[[ Stored data open ]]

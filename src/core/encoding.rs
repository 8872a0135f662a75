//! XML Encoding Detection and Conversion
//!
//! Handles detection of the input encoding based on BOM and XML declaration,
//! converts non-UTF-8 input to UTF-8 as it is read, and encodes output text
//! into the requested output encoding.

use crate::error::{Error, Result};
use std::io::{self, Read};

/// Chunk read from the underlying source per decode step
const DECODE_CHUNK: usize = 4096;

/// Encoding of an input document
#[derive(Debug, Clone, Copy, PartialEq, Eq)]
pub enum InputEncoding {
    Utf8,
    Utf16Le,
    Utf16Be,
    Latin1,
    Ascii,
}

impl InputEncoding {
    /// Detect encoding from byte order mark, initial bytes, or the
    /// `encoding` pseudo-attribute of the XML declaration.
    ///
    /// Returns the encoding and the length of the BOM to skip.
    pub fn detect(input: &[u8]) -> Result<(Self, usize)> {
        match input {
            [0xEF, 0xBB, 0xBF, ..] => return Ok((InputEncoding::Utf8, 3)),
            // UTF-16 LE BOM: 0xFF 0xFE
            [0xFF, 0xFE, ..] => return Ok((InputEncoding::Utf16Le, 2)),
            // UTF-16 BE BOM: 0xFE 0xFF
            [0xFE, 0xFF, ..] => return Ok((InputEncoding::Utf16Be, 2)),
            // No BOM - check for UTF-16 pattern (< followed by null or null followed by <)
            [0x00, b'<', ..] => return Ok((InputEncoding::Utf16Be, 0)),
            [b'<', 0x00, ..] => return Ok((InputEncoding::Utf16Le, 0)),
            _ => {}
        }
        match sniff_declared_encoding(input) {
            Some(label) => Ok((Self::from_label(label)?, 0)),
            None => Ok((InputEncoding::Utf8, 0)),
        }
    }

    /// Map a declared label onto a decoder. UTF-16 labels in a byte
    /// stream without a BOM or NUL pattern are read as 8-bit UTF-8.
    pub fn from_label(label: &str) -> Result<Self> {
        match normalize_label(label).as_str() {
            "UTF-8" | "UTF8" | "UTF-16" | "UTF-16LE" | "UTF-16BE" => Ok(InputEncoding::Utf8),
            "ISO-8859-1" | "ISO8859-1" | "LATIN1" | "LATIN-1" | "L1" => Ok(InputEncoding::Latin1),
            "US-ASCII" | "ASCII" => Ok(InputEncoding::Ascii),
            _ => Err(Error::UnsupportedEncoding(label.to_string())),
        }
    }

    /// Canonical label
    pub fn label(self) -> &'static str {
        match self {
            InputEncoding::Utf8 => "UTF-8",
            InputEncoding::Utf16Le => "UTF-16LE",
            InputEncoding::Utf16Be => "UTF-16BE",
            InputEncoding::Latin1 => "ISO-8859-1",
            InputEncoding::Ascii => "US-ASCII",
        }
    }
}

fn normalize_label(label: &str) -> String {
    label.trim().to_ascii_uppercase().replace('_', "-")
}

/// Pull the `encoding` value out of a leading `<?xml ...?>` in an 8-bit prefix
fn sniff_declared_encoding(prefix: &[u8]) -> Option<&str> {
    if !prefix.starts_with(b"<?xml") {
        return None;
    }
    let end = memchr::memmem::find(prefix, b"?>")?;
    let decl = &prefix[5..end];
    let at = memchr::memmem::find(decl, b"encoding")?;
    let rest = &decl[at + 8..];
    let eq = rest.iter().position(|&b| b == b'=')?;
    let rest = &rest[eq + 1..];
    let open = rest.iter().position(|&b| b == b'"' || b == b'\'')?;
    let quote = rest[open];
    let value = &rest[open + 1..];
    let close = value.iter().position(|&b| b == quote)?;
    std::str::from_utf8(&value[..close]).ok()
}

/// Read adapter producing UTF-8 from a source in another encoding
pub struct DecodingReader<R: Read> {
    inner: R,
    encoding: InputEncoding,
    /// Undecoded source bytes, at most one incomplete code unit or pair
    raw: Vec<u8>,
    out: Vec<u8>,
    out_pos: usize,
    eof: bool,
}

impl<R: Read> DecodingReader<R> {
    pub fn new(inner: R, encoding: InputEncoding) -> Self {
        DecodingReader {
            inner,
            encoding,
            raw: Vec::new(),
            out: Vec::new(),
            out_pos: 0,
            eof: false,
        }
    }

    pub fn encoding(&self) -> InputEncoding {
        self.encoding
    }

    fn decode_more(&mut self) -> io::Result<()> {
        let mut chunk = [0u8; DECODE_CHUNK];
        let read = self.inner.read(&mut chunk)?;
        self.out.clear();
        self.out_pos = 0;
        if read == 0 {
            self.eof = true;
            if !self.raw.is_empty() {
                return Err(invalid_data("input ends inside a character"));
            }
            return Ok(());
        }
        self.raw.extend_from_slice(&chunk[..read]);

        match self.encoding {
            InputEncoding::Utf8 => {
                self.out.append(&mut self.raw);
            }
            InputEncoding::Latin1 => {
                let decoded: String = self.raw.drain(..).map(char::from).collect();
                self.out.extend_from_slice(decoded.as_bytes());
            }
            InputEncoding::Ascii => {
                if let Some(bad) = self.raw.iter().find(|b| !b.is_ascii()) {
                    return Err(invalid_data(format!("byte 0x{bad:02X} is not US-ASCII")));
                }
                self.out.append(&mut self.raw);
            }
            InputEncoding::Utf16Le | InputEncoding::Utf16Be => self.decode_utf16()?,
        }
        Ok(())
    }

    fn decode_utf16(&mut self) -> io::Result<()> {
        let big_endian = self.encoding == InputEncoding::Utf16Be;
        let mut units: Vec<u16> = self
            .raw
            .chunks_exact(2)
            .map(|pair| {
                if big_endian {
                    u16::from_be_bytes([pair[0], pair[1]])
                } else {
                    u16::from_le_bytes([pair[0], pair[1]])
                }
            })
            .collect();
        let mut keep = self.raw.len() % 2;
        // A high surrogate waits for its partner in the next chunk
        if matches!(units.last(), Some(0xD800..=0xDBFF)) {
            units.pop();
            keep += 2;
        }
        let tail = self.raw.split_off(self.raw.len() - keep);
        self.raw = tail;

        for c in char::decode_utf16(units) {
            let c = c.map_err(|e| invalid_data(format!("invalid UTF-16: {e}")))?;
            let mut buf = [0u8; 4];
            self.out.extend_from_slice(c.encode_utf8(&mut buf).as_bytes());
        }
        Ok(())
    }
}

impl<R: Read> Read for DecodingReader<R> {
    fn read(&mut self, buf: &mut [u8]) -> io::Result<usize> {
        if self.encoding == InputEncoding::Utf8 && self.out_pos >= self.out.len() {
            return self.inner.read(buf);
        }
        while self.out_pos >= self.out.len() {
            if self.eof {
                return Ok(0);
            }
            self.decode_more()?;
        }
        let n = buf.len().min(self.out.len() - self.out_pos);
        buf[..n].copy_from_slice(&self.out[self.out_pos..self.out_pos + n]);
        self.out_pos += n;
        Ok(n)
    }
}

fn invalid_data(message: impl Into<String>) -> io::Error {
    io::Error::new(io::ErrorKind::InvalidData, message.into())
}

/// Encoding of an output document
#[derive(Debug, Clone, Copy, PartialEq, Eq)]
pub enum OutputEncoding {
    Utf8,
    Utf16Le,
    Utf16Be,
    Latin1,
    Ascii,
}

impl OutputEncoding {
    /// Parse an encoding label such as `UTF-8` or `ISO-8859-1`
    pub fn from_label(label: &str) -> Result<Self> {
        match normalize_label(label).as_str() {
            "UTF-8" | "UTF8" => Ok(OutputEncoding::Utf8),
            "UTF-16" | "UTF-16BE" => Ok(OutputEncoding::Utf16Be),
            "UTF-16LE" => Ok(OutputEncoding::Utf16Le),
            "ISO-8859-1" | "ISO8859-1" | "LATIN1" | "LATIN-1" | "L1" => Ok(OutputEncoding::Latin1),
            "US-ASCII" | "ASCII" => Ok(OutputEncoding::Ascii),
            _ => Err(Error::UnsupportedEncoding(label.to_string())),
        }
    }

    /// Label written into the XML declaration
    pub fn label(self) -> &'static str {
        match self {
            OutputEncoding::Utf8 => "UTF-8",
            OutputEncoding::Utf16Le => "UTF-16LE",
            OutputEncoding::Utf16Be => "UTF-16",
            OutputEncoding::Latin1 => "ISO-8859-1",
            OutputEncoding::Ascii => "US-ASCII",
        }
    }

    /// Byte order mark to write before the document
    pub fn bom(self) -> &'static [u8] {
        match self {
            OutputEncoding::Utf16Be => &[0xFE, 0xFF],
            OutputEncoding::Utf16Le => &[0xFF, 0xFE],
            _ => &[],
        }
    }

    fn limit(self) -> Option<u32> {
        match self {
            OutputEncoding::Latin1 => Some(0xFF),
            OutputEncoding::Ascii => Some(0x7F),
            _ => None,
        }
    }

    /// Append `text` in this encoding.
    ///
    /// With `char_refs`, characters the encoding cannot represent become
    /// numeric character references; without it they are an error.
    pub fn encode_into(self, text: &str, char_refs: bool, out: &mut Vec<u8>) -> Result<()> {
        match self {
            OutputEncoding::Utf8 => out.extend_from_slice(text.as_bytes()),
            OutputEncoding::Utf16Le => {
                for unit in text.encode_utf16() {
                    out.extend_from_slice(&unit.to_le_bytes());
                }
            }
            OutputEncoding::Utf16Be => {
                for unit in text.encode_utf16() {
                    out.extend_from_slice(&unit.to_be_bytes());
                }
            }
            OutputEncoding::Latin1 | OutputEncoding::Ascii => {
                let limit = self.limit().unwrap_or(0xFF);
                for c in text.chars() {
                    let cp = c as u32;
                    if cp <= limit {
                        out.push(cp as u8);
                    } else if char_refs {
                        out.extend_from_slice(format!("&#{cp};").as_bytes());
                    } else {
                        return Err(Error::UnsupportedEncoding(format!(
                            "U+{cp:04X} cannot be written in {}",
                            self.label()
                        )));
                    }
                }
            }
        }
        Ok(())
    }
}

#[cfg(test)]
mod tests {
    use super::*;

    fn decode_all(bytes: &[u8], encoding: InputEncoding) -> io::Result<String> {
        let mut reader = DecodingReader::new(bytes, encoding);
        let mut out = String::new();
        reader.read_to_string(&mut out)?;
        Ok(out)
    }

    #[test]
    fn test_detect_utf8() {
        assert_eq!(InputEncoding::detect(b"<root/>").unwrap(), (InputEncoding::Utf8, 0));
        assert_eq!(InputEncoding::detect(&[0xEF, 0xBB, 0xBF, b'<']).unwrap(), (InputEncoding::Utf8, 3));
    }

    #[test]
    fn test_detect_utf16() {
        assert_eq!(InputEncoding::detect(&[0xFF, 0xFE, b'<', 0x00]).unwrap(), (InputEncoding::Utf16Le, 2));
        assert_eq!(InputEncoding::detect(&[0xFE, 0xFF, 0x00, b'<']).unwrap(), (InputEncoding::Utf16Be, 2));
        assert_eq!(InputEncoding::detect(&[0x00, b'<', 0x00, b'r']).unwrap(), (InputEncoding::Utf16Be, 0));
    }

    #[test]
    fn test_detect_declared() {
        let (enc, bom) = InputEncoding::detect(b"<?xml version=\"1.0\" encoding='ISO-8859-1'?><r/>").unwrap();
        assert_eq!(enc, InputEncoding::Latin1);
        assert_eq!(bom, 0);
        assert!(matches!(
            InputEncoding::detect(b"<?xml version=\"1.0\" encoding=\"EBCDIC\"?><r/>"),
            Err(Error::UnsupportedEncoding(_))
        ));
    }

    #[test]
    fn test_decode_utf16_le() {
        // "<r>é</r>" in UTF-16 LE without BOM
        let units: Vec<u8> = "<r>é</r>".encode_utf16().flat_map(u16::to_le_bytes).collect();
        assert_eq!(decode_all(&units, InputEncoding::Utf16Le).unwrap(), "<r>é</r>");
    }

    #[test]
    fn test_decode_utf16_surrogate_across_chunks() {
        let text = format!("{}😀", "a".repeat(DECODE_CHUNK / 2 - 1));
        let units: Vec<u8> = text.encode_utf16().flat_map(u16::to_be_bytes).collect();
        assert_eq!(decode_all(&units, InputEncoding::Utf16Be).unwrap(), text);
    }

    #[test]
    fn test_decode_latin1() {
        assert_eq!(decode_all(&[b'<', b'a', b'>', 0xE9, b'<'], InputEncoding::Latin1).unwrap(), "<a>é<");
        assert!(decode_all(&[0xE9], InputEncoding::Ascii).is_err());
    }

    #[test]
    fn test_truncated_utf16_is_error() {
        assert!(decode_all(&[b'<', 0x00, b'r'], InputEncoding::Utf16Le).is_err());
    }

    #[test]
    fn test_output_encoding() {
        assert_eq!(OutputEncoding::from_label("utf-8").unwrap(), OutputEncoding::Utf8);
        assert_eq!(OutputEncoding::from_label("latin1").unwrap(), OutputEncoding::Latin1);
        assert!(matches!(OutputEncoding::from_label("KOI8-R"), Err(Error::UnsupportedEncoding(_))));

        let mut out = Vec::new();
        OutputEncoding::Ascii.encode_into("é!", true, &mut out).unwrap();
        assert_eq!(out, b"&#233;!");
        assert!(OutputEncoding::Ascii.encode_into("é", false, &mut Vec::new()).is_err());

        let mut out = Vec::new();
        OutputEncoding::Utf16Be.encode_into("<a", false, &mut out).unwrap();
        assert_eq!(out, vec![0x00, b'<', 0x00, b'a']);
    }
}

[[ Stored data closed ]]

The problem
Copy all lines above containing the string "pattern".

Response area
            // No BOM - check for UTF-16 pattern (< followed by null or null followed by <)
    /// stream without a BOM or NUL pattern are read as 8-bit UTF-8.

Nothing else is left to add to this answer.